> _What the task requires_: Report every line of the data that includes "SqlitePool".

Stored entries

★ ★ ★ ★ ★ ★ ★

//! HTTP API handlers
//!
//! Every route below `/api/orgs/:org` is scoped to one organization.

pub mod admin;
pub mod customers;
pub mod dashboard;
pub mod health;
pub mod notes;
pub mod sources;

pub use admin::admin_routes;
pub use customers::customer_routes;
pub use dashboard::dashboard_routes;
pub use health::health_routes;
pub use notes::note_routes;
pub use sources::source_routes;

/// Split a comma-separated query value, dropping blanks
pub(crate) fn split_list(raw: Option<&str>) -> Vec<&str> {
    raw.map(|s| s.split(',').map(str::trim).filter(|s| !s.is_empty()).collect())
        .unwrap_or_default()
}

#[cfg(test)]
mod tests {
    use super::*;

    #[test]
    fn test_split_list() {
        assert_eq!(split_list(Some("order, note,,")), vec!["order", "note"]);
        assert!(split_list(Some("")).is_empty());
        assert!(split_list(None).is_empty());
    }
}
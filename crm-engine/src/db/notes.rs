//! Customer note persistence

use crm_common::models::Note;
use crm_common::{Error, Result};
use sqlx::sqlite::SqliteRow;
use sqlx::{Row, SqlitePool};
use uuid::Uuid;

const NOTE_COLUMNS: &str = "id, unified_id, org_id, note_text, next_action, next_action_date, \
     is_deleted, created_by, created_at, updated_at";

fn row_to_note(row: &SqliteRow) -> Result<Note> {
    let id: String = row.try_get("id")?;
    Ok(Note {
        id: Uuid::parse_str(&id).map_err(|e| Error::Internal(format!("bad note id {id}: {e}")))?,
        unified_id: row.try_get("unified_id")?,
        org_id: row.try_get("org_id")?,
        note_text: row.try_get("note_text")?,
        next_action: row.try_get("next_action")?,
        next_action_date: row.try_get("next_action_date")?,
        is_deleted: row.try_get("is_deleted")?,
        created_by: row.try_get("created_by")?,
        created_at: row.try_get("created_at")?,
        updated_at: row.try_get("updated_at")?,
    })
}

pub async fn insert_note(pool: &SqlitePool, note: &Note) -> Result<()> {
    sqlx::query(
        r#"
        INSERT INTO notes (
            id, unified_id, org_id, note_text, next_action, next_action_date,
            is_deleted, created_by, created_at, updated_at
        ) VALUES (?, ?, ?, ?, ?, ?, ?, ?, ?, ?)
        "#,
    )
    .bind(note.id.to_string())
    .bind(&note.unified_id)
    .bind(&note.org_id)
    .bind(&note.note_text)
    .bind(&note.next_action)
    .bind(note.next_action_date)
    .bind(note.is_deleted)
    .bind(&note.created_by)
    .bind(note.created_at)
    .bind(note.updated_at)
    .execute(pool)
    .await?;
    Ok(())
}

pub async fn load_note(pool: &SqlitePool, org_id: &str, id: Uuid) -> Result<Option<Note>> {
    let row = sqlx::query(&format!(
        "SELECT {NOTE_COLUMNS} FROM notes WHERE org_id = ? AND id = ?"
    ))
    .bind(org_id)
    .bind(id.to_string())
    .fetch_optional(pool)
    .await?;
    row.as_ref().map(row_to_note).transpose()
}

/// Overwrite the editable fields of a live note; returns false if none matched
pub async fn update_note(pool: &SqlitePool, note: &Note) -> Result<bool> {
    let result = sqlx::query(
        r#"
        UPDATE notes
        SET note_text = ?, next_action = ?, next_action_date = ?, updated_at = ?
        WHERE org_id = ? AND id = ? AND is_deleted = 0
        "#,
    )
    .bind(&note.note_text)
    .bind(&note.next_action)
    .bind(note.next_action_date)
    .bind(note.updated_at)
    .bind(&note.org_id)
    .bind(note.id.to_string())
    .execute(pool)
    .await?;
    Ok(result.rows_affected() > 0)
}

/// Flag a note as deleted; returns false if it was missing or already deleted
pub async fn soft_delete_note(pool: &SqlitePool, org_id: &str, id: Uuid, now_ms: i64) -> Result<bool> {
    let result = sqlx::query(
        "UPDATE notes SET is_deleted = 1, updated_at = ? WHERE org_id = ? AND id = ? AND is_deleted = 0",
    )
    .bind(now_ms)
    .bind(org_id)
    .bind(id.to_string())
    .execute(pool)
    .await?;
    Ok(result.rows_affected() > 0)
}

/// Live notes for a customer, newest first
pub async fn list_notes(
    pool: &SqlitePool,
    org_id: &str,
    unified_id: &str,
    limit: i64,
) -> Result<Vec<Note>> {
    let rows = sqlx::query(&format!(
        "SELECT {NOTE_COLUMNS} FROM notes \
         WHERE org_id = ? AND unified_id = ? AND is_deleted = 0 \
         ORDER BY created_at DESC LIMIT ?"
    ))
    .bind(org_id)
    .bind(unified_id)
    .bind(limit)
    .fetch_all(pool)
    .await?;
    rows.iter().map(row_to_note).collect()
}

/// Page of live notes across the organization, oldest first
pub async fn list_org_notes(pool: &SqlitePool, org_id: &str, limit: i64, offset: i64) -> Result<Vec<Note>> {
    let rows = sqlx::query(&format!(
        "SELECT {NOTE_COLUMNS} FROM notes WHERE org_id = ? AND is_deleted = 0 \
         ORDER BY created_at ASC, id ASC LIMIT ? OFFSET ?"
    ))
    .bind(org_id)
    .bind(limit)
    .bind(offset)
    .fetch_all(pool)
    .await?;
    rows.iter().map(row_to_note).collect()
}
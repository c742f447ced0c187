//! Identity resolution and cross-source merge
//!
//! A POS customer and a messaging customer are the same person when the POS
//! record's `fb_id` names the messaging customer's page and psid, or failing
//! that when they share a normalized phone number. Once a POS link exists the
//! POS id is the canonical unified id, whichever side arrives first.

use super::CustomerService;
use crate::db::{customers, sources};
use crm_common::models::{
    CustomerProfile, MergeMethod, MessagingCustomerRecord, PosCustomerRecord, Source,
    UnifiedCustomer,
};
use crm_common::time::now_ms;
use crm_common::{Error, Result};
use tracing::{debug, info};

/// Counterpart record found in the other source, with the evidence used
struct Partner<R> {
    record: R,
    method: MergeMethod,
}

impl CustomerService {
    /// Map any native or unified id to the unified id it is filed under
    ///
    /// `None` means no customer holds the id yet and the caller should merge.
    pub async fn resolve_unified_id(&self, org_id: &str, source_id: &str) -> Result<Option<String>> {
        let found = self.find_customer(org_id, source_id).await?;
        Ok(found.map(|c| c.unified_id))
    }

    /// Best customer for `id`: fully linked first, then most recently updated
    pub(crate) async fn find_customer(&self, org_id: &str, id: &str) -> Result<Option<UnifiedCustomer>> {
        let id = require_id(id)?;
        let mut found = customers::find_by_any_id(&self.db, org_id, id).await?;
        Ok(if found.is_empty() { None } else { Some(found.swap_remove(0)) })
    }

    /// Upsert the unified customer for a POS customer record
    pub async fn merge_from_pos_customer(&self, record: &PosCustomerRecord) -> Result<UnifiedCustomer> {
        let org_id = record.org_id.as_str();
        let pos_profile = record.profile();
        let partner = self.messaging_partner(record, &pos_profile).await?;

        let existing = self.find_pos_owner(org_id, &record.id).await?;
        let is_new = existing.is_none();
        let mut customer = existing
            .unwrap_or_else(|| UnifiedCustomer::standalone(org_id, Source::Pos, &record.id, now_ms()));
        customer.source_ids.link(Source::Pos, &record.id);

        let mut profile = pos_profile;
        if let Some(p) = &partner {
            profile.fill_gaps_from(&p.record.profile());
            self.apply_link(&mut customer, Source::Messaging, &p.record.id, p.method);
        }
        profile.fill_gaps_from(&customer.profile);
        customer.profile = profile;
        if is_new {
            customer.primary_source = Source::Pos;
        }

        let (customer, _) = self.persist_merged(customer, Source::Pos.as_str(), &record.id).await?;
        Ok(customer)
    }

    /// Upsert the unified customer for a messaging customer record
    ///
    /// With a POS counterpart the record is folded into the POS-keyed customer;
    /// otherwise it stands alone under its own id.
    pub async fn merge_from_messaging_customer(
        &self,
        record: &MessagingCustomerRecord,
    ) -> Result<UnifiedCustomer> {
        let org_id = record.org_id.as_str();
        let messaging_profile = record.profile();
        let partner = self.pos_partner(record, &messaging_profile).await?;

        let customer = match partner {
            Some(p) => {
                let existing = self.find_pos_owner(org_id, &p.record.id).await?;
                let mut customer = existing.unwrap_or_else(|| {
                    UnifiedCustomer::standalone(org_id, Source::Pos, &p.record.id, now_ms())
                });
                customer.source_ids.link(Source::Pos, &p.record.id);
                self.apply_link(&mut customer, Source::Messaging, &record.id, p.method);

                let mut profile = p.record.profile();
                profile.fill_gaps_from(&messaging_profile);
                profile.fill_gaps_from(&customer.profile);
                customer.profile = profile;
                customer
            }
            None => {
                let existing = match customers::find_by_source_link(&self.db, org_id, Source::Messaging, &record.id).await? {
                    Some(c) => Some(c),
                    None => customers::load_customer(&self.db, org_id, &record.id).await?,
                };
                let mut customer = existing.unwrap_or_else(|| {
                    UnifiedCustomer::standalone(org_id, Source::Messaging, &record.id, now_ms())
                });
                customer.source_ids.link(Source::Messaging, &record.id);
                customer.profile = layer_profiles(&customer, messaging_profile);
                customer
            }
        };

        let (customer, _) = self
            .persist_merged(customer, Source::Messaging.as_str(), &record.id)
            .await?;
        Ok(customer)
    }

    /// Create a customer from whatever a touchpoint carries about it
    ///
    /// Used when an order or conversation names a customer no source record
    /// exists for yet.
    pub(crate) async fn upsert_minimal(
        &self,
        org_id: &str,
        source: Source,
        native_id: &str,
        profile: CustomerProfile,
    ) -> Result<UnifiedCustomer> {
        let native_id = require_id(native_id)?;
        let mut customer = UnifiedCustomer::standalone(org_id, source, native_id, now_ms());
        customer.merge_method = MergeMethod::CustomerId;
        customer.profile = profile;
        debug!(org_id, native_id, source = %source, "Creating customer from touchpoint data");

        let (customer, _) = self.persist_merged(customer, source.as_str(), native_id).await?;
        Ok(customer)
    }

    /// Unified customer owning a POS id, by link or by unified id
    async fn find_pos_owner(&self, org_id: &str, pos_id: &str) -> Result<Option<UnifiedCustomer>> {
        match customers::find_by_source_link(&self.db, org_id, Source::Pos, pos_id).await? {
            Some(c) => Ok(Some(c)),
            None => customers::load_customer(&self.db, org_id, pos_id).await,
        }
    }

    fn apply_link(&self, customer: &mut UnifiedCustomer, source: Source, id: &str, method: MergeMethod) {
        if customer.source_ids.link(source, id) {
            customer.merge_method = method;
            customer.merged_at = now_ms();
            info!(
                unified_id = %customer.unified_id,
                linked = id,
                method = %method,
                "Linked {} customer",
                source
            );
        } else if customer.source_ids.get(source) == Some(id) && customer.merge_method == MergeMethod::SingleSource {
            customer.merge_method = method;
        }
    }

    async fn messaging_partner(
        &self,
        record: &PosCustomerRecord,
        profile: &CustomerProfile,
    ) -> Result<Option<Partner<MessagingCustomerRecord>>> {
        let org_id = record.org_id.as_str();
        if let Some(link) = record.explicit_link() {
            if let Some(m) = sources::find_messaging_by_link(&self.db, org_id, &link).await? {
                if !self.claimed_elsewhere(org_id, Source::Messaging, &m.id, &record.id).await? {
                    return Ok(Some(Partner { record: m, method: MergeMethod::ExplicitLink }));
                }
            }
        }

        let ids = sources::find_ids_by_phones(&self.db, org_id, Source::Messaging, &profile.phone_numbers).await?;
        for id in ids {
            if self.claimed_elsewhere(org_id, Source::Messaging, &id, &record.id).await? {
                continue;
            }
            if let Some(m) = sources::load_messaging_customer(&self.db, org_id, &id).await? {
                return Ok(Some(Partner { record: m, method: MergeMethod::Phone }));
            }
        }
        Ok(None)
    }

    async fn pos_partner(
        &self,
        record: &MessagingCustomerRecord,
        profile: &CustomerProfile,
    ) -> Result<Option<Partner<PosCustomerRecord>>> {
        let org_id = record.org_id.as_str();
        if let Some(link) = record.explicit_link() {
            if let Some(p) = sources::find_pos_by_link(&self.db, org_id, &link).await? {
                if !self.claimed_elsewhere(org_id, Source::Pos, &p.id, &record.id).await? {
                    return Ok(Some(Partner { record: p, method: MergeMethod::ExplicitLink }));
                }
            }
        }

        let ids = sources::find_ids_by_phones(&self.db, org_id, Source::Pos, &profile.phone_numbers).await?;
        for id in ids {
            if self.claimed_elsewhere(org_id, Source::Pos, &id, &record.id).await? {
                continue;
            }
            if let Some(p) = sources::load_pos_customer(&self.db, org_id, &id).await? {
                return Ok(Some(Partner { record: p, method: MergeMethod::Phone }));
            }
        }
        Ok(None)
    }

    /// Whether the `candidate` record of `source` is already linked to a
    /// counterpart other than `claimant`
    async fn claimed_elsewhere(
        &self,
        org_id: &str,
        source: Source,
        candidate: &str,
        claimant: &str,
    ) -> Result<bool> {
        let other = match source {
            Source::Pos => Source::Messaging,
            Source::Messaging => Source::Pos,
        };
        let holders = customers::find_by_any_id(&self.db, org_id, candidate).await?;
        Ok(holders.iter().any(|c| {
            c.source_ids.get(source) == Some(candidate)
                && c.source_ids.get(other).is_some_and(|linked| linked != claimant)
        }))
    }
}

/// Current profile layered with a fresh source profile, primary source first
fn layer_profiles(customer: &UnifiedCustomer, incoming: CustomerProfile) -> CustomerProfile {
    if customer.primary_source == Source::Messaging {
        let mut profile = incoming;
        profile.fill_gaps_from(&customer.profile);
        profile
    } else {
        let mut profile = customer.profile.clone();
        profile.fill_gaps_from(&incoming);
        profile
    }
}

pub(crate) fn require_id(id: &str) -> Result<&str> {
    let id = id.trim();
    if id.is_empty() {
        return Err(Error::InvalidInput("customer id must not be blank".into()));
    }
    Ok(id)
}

★ ★ ★ ★ ★ ★ ★

> _Result below_:
use sqlx::{Row, SqlitePool};
pub async fn insert_note(pool: &SqlitePool, note: &Note) -> Result<()> {
pub async fn load_note(pool: &SqlitePool, org_id: &str, id: Uuid) -> Result<Option<Note>> {
pub async fn update_note(pool: &SqlitePool, note: &Note) -> Result<bool> {
pub async fn soft_delete_note(pool: &SqlitePool, org_id: &str, id: Uuid, now_ms: i64) -> Result<bool> {
    pool: &SqlitePool,
pub async fn list_org_notes(pool: &SqlitePool, org_id: &str, limit: i64, offset: i64) -> Result<Vec<Note>> {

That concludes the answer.